> [Record set]
══════

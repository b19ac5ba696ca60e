use thiserror::Error;

#[derive(Error, Debug)]
pub enum LibrisError {
    #[error("I/O error: {0}")]
    Io(Box<std::io::Error>),

    #[error("JSON error: {0}")]
    Json(#[from] serde_json::Error),

    #[error("HTTP error: {0}")]
    Http(Box<reqwest::Error>),

    #[error("Backend returned {status} for {url}")]
    Backend { status: u16, url: String },

    #[error("Unsupported image type: {0}")]
    UnsupportedImageType(String),

    #[error("Invalid image payload: {0}")]
    InvalidImagePayload(String),

    #[error("Invalid reading progress for entry {id}: page {current_page} of {total_pages}")]
    InvalidProgress { id: String, current_page: u32, total_pages: u32 },

    #[error("LibrisError: {0}")]
    Custom(String),
}

impl From<std::io::Error> for LibrisError {
    fn from(error: std::io::Error) -> Self {
        LibrisError::Io(Box::new(error))
    }
}

impl From<reqwest::Error> for LibrisError {
    fn from(error: reqwest::Error) -> Self {
        LibrisError::Http(Box::new(error))
    }
}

══════

> [What you need to do] Each line in the data that holds the string "status" needs to be copied.

> [Written response]
    #[error("Backend returned {status} for {url}")]
    Backend { status: u16, url: String },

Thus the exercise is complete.